Laboratory testing. When developing the regulatory document and test programs, our experts together with the client discuss the raw materials used and the functional characteristics of the finished product, and then select a suitable laboratory for testing under the agreed program.

Sterilization. When choosing the type of sterilization, it is important to consider the type of packaging and the raw materials used to produce the product. It is also important to consider the selection of an outsourcing service for product decontamination. Further, it is necessary to describe the entire sterilization process and sterility confirmation in a validation report.

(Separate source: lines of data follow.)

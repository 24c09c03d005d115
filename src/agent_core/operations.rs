//! The personal-assistant operations: groceries, tasks, calendar and
//! Home Assistant.
//!
//! Handlers receive arguments that have already been validated, with
//! resource references resolved to canonical ids and status words
//! normalized to canonical values.
//!
//! Listing outputs carry both `idx` (1-based position in the creation-ordered
//! list of the caller's scope, the same numbering ordinal references use)
//! and `id`.

use std::collections::HashMap;

use chrono::{DateTime, Duration, Utc};
use serde::Deserialize;
use serde_json::{json, Map, Value};

use crate::stores::home_assistant::ServiceCall;
use crate::stores::{
    CalendarEvent, GroceryItem, GroceryStatus, NewCalendarEvent, NewGroceryItem, NewTask,
    ResourceKind, Task, TaskPriority, TaskStatus,
};

use super::errors::{AgentError, ToolError};
use super::registry::{OperationRegistry, ParamSpec, ToolContext, ToolSpec};
use super::vocabulary::Vocabulary;

/// Default system prompt.
pub const SYSTEM_PROMPT: &str = "\
You are a helpful personal AI assistant with access to tools for managing:
- Grocery lists (add_to_groceries, list_groceries, update_grocery_status)
- Tasks (create_task, list_tasks, update_task_status)
- Calendar events (create_event, list_calendar_events)
- Home automation (ha_service_call) - control Home Assistant devices and services

Items in lists are numbered by `idx`, starting at 1. When the user refers to \
\"the second task\" or \"item 3\", pass that number as the id; you may also pass \
the `id` value exactly as returned. Timestamps are RFC 3339.

When users request these actions, use the appropriate tools with the correct \
parameters. After tool execution completes, confirm what was done in a natural, \
conversational way. Be specific about what was created or updated. If a tool \
reports an error, explain it and ask the user how to proceed.";

// ─── Registry ───────────────────────────────────────────────────────────────

/// Build the registry of every operation. Status argument descriptions list
/// the words `vocabulary` accepts.
pub fn default_registry(vocabulary: &Vocabulary) -> Result<OperationRegistry, AgentError> {
    let grocery_words = vocabulary.words(ResourceKind::Grocery).join(", ");
    let task_words = vocabulary.words(ResourceKind::Task).join(", ");

    let mut registry = OperationRegistry::new();

    registry.register(ToolSpec::new(
        "add_to_groceries",
        "Add an item to the grocery list.",
        vec![
            ParamSpec::string("item").required().describe("Item name, e.g. 'milk'"),
            ParamSpec::integer("qty", 1, 1000).describe("Quantity (default 1)"),
            ParamSpec::string("notes").describe("Optional notes such as brand or size"),
        ],
        add_to_groceries,
    ))?;

    registry.register(ToolSpec::new(
        "list_groceries",
        "List grocery items with optional status filter. Returns items with both idx \
         (1-based position for references like 'item 1') and id.",
        vec![
            ParamSpec::status_token("status", ResourceKind::Grocery)
                .describe(format!("Only items with this status: {grocery_words}")),
            ParamSpec::integer("limit", 1, 500).describe("Maximum items (default 100)"),
        ],
        list_groceries,
    ))?;

    registry.register(ToolSpec::new(
        "update_grocery_status",
        "Change the status of a grocery item.",
        vec![
            ParamSpec::resource_ref("id", ResourceKind::Grocery)
                .required()
                .describe("List position (1 = first item) or id"),
            ParamSpec::status_token("status", ResourceKind::Grocery)
                .required()
                .describe(format!("New status: {grocery_words}")),
        ],
        update_grocery_status,
    ))?;

    registry.register(ToolSpec::new(
        "create_task",
        "Create a task with a due date.",
        vec![
            ParamSpec::string("title").required(),
            ParamSpec::datetime("due").required().describe("Due date-time (RFC 3339)"),
            ParamSpec::string("context").describe("Where the task belongs (default 'Home')"),
            ParamSpec::one_of("priority", &["Low", "Med", "High"])
                .describe("Priority (default 'Med')"),
        ],
        create_task,
    ))?;

    registry.register(ToolSpec::new(
        "list_tasks",
        "List tasks with optional status filter. Returns tasks with both idx \
         (1-based position for references like 'task 1') and id.",
        vec![
            ParamSpec::status_token("status", ResourceKind::Task)
                .describe(format!("Only tasks with this status: {task_words}")),
            ParamSpec::integer("limit", 1, 250).describe("Maximum tasks (default 50)"),
        ],
        list_tasks,
    ))?;

    registry.register(ToolSpec::new(
        "update_task_status",
        "Change the status of a task.",
        vec![
            ParamSpec::resource_ref("id", ResourceKind::Task)
                .required()
                .describe("List position (1 = first task) or id"),
            ParamSpec::status_token("status", ResourceKind::Task)
                .required()
                .describe(format!("New status: {task_words}")),
        ],
        update_task_status,
    ))?;

    registry.register(ToolSpec::new(
        "create_event",
        "Create a calendar event.",
        vec![
            ParamSpec::string("title").required(),
            ParamSpec::datetime("start").required(),
            ParamSpec::datetime("end").required(),
            ParamSpec::string("description"),
        ],
        create_event,
    ))?;

    registry.register(ToolSpec::new(
        "list_calendar_events",
        "List calendar events starting within a window (default: the next 7 days).",
        vec![
            ParamSpec::datetime("from_dt").describe("Window start (default now)"),
            ParamSpec::datetime("to_dt").describe("Window end (default from_dt + 7 days)"),
            ParamSpec::integer("max_results", 1, 250).describe("Maximum events (default 50)"),
        ],
        list_calendar_events,
    ))?;

    registry.register(ToolSpec::new(
        "ha_service_call",
        "Call a Home Assistant service, e.g. domain 'light', service 'turn_on'.",
        vec![
            ParamSpec::string("domain").required(),
            ParamSpec::string("service").required(),
            ParamSpec::string("entity_id").describe("Target entity, e.g. 'light.kitchen'"),
            ParamSpec::object("data").describe("Extra service data"),
        ],
        ha_service_call,
    ))?;

    Ok(registry)
}

// ─── Groceries ──────────────────────────────────────────────────────────────

fn default_qty() -> u32 {
    1
}

#[derive(Deserialize)]
struct AddGroceryArgs {
    item: String,
    #[serde(default = "default_qty")]
    qty: u32,
    #[serde(default)]
    notes: Option<String>,
}

async fn add_to_groceries(args: AddGroceryArgs, ctx: ToolContext) -> Result<Value, ToolError> {
    let item = ctx
        .backends
        .groceries
        .add_grocery(
            &ctx.scope,
            NewGroceryItem {
                name: args.item.trim().to_string(),
                qty: args.qty,
                notes: args.notes,
            },
        )
        .await?;
    Ok(json!({ "item": grocery_json(&item, None) }))
}

fn default_grocery_limit() -> usize {
    100
}

#[derive(Deserialize)]
struct ListGroceriesArgs {
    #[serde(default)]
    status: Option<String>,
    #[serde(default = "default_grocery_limit")]
    limit: usize,
}

async fn list_groceries(args: ListGroceriesArgs, ctx: ToolContext) -> Result<Value, ToolError> {
    let status = args
        .status
        .as_deref()
        .map(parse_canonical::<GroceryStatus>)
        .transpose()?;
    let items = ctx
        .backends
        .groceries
        .list_groceries(&ctx.scope, status, args.limit)
        .await?;
    let positions = positions(&ctx, ResourceKind::Grocery).await?;

    let items: Vec<Value> = items
        .iter()
        .map(|item| grocery_json(item, positions.get(&item.id).copied()))
        .collect();
    Ok(json!({ "count": items.len(), "items": items }))
}

#[derive(Deserialize)]
struct UpdateGroceryStatusArgs {
    id: String,
    status: String,
}

async fn update_grocery_status(
    args: UpdateGroceryStatusArgs,
    ctx: ToolContext,
) -> Result<Value, ToolError> {
    let status = parse_canonical::<GroceryStatus>(&args.status)?;
    let item = ctx
        .backends
        .groceries
        .set_grocery_status(&ctx.scope, &args.id, status)
        .await?;
    Ok(json!({ "item": grocery_json(&item, None) }))
}

fn grocery_json(item: &GroceryItem, idx: Option<usize>) -> Value {
    let mut value = json!({
        "id": item.id,
        "item": item.name,
        "qty": item.qty,
        "notes": item.notes,
        "status": item.status.as_str(),
        "created_at": item.created_at,
    });
    with_idx(&mut value, idx);
    value
}

// ─── Tasks ──────────────────────────────────────────────────────────────────

fn default_context() -> String {
    "Home".to_string()
}

fn default_priority() -> TaskPriority {
    TaskPriority::Med
}

#[derive(Deserialize)]
struct CreateTaskArgs {
    title: String,
    due: DateTime<Utc>,
    #[serde(default = "default_context")]
    context: String,
    #[serde(default = "default_priority")]
    priority: TaskPriority,
}

async fn create_task(args: CreateTaskArgs, ctx: ToolContext) -> Result<Value, ToolError> {
    let task = ctx
        .backends
        .tasks
        .create_task(
            &ctx.scope,
            NewTask {
                title: args.title.trim().to_string(),
                due: args.due,
                context: args.context,
                priority: args.priority,
            },
        )
        .await?;
    Ok(json!({ "task": task_json(&task, None) }))
}

fn default_task_limit() -> usize {
    50
}

#[derive(Deserialize)]
struct ListTasksArgs {
    #[serde(default)]
    status: Option<String>,
    #[serde(default = "default_task_limit")]
    limit: usize,
}

async fn list_tasks(args: ListTasksArgs, ctx: ToolContext) -> Result<Value, ToolError> {
    let status = args
        .status
        .as_deref()
        .map(parse_canonical::<TaskStatus>)
        .transpose()?;
    let tasks = ctx
        .backends
        .tasks
        .list_tasks(&ctx.scope, status, args.limit)
        .await?;
    let positions = positions(&ctx, ResourceKind::Task).await?;

    let tasks: Vec<Value> = tasks
        .iter()
        .map(|task| task_json(task, positions.get(&task.id).copied()))
        .collect();
    Ok(json!({ "count": tasks.len(), "tasks": tasks }))
}

#[derive(Deserialize)]
struct UpdateTaskStatusArgs {
    id: String,
    status: String,
}

async fn update_task_status(
    args: UpdateTaskStatusArgs,
    ctx: ToolContext,
) -> Result<Value, ToolError> {
    let status = parse_canonical::<TaskStatus>(&args.status)?;
    let task = ctx
        .backends
        .tasks
        .set_task_status(&ctx.scope, &args.id, status)
        .await?;
    Ok(json!({ "task": task_json(&task, None) }))
}

fn task_json(task: &Task, idx: Option<usize>) -> Value {
    let mut value = json!({
        "id": task.id,
        "title": task.title,
        "due": task.due,
        "context": task.context,
        "priority": task.priority.as_str(),
        "status": task.status.as_str(),
        "created_at": task.created_at,
    });
    with_idx(&mut value, idx);
    value
}

// ─── Calendar ───────────────────────────────────────────────────────────────

#[derive(Deserialize)]
struct CreateEventArgs {
    title: String,
    start: DateTime<Utc>,
    end: DateTime<Utc>,
    #[serde(default)]
    description: Option<String>,
}

async fn create_event(args: CreateEventArgs, ctx: ToolContext) -> Result<Value, ToolError> {
    if args.end < args.start {
        return Err(ToolError::validation("event end is before its start")
            .with_details(json!({ "start": args.start, "end": args.end })));
    }
    let event = ctx
        .backends
        .calendar
        .create_event(
            &ctx.scope,
            NewCalendarEvent {
                title: args.title.trim().to_string(),
                start: args.start,
                end: args.end,
                description: args.description,
            },
        )
        .await?;
    Ok(json!({ "event": event_json(&event, None) }))
}

fn default_max_results() -> usize {
    50
}

#[derive(Deserialize)]
struct ListEventsArgs {
    #[serde(default)]
    from_dt: Option<DateTime<Utc>>,
    #[serde(default)]
    to_dt: Option<DateTime<Utc>>,
    #[serde(default = "default_max_results")]
    max_results: usize,
}

async fn list_calendar_events(args: ListEventsArgs, ctx: ToolContext) -> Result<Value, ToolError> {
    let from = args.from_dt.unwrap_or_else(Utc::now);
    let to = args.to_dt.unwrap_or(from + Duration::days(7));
    if to < from {
        return Err(ToolError::validation("to_dt is before from_dt")
            .with_details(json!({ "from_dt": from, "to_dt": to })));
    }

    let events = ctx
        .backends
        .calendar
        .list_events(&ctx.scope, from, to, args.max_results)
        .await?;
    let positions = positions(&ctx, ResourceKind::CalendarEvent).await?;

    let events: Vec<Value> = events
        .iter()
        .map(|event| event_json(event, positions.get(&event.id).copied()))
        .collect();
    Ok(json!({ "count": events.len(), "from_dt": from, "to_dt": to, "events": events }))
}

fn event_json(event: &CalendarEvent, idx: Option<usize>) -> Value {
    let mut value = json!({
        "id": event.id,
        "title": event.title,
        "start": event.start,
        "end": event.end,
        "description": event.description,
    });
    with_idx(&mut value, idx);
    value
}

// ─── Home Assistant ─────────────────────────────────────────────────────────

#[derive(Deserialize)]
struct HaServiceCallArgs {
    domain: String,
    service: String,
    #[serde(default)]
    entity_id: Option<String>,
    #[serde(default)]
    data: Option<Map<String, Value>>,
}

async fn ha_service_call(args: HaServiceCallArgs, ctx: ToolContext) -> Result<Value, ToolError> {
    for (field, value) in [("domain", &args.domain), ("service", &args.service)] {
        if value.is_empty() || !value.chars().all(is_ha_word_char) {
            return Err(ToolError::validation(format!(
                "{field} must be lowercase letters, digits or underscores"
            ))
            .with_details(json!({ "field": field, "value": value })));
        }
    }

    let call = ServiceCall {
        domain: args.domain,
        service: args.service,
        entity_id: args.entity_id,
        data: args.data,
    };
    Ok(ctx.backends.home.call_service(call).await?)
}

// ─── Helpers ────────────────────────────────────────────────────────────────

fn is_ha_word_char(c: char) -> bool {
    c.is_ascii_lowercase() || c.is_ascii_digit() || c == '_'
}

/// Canonical status value produced by the normalizer.
fn parse_canonical<T>(value: &str) -> Result<T, ToolError>
where
    T: std::str::FromStr,
    T::Err: std::fmt::Display,
{
    value
        .parse::<T>()
        .map_err(|e| ToolError::validation(e.to_string()))
}

/// id -> 1-based position in the creation-ordered listing.
async fn positions(ctx: &ToolContext, kind: ResourceKind) -> Result<HashMap<String, usize>, ToolError> {
    let ids = ctx.backends.listing.list_ordered_ids(kind, &ctx.scope).await?;
    Ok(ids.into_iter().enumerate().map(|(i, id)| (id, i + 1)).collect())
}

fn with_idx(value: &mut Value, idx: Option<usize>) {
    if let (Some(idx), Some(obj)) = (idx, value.as_object_mut()) {
        obj.insert("idx".into(), json!(idx));
    }
}

// ─── Tests ──────────────────────────────────────────────────────────────────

More detailed information about the importance of research and other subtleties is always available on the company's website, in the section LCS Blogwhere we share our experiences and observations.

3. the third and final stage, where the main evaluation of medical devices takes place and where we lay down the risks, is the collection and submission of the finished product dossier to the National Center. The most important thing in this period, is to fully understand the client's objectives and agree on all the data to be filled in. According to our observations, more than half of the problems and inaccuracies during registration occur due to inconsistency of information between applicants and clients. It is very important to pay attention to filling out the application, because the specialists of the state body use these data to transfer them to the state register. Moreover, there is a final, technical stage - the safety assessment of medical devices, during which the applicant is given the opportunity to once again check his personal account and all the data. They will also influence the registration certificate.